Five years after co-founding The Paris Review, editor George Plimpton visited Ernest Hemingway at his suburban home in San Francisco de Paula, Havana. The year was 1958 and the interview was intended to be part of The Paris Review’s legendary “Writers At Work” series. The objective was to understand exactly how the great writers perfected their craft.

Apparently Plimpton had initially connected with Hemingway’s wife who informed him that Hemingway would be in Madrid for the bullfighting. Hemingway sent Plimpton an expletive-filled note but the interview was agreed to nevertheless. When the two met and the interview finally took place in Cuba, the transcript reveals Hemingway almost as a caricature of himself. At best he is terse and dismissive, at worst he is arrogant and pugilistic. Plimpton says: “… though a wonderful. raconteur, a man of rich humor, and possessed of an amazing fund of knowledge on subjects that interest him, Hemingway finds it difficult to talk about writing – not because he has few ideas on the subject, but rather because he feels so strongly that such ideas should remain unexpressed, that too be asked questions on them ‘spooks’ him (to use one of his favorite expressions) to the point where he is almost inarticulate” (37).

Despite Hemingway’s uninviting nature, Plimpton offers us a unique glimpse into Hemingway’s cluttered home, piled with old newspapers and eclectic books on a myriad of different subjects. We learn that he wrote while standing up, and that he meticulously tracked his word count each day. He also began with handwritten notes to himself before typewriting. He arose early each morning, when it was cool, and by mid-day he left his home with a walking stick to take a half-mile swim. he regarded visitors and the telephone as writing killers. On his days off Hemingway fished the Gulf Stream.

In the interview Plimpton asks penetrating, pointed questions but Hemingway, for the most part, simply refuses to take the bait. The conversation wanders from Hemingway’s daily writing habits, to his recollections of Paris in the 1920s, and the origins of his most celebrated short stories, to his journalistic bona fides at The Kansas City Star. At one point Plimpton shares an academic theory of The Sun Also Rises which Hemingway immediately disregards, deeming the author “screwy.” In addition Hemingway’s break with Gertrude Stein is made abundantly lucid -he claims she learned how to write dialogue from a certain book called The Sun Also Rises.

Throughout the interview Hemingway seems all too eager for it to end. For example when asked if he finds it easy to shift from one literary project to another Hemingway responds, “The fact that I am interrupting serious work to answer these questions proves that I am so stupid that I should be penalized severely. I will be.
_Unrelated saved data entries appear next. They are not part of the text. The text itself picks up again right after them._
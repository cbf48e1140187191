
use std::net::{Ipv4Addr, SocketAddr};
use std::sync::{Mutex, PoisonError};

use rand::rngs::StdRng;
use rand::{Rng, SeedableRng};
use tokio::net::TcpListener;

/// `PortSelector` finds a currently free port in the inclusive range `[min_port, max_port]`
/// by probing random candidates.
///
/// A probe is only a hint: it binds a throwaway TCP listener on the loopback interface, while
/// the relay socket is later bound with another transport and possibly on another interface.
/// The port may also be taken between the probe and the real bind, so that bind stays
/// authoritative and callers must handle its failure.
pub struct PortSelector {
    min_port: u16,
    max_port: u16,
    rng: Mutex<StdRng>,
}

impl PortSelector {
    /// Creates a selector whose random source is seeded from the OS.
    pub fn new(min_port: u16, max_port: u16) -> Self {
        Self::with_rng(min_port, max_port, StdRng::from_entropy())
    }

    /// Creates a selector with a fixed seed, so the sequence of probed ports is reproducible.
    pub fn with_seed(min_port: u16, max_port: u16, seed: u64) -> Self {
        Self::with_rng(min_port, max_port, StdRng::seed_from_u64(seed))
    }

    fn with_rng(min_port: u16, max_port: u16, rng: StdRng) -> Self {
        PortSelector {
            min_port,
            max_port,
            rng: Mutex::new(rng),
        }
    }

    pub fn min_port(&self) -> u16 {
        self.min_port
    }

    pub fn max_port(&self) -> u16 {
        self.max_port
    }

    /// Number of probes made by [`PortSelector::select`] before giving up.
    /// A single-port range still gets one probe.
    pub fn max_attempts(&self) -> u32 {
        if self.max_port < self.min_port {
            0
        } else {
            2 * u32::from(self.max_port - self.min_port) + 1
        }
    }

    /// Returns the first probed port that looks free, or `None` once the attempt budget
    /// is spent.
    pub async fn select(&self) -> Option<u16> {
        let attempts = self.max_attempts();
        for attempt in 1..=attempts {
            let port = self.random_port();
            if check_free_port(port).await {
                log::trace!("port {} is free (attempt {}/{})", port, attempt, attempts);
                return Some(port);
            }
            log::trace!("port {} is busy (attempt {}/{})", port, attempt, attempts);
        }

        log::warn!(
            "no free port in [{}, {}] after {} attempts",
            self.min_port,
            self.max_port,
            attempts
        );
        None
    }

    fn random_port(&self) -> u16 {
        let mut rng = self.rng.lock().unwrap_or_else(PoisonError::into_inner);
        rng.gen_range(self.min_port..=self.max_port)
    }
}

/// Reports whether a TCP listener can currently be bound to `port` on the loopback interface.
/// The listener is closed before returning.
pub async fn check_free_port(port: u16) -> bool {
    // port 0 would be an ephemeral port, not 0 itself
    if port == 0 {
        return false;
    }

    TcpListener::bind(SocketAddr::new(Ipv4Addr::LOCALHOST.into(), port))
        .await
        .is_ok()
}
Don’t worry.”

However at the close of the interview Hemingway offers the following reflections on the nature of writing: “From things that have happened and from things as they exist and from ll things that you know and all those you cannot know, you make something trough your invention that is not a representation but a whole new thing that is truer than anything true and alive, and you make it alive, and if you make it well enough, you it immortality” (61).

This interview was a big win for the fledgling Paris Review, and today many of the Hemingway quotations in contemporary circulation stem from this interview.


For this reading I used The Paris Review Interviews, Volume I paperback edition.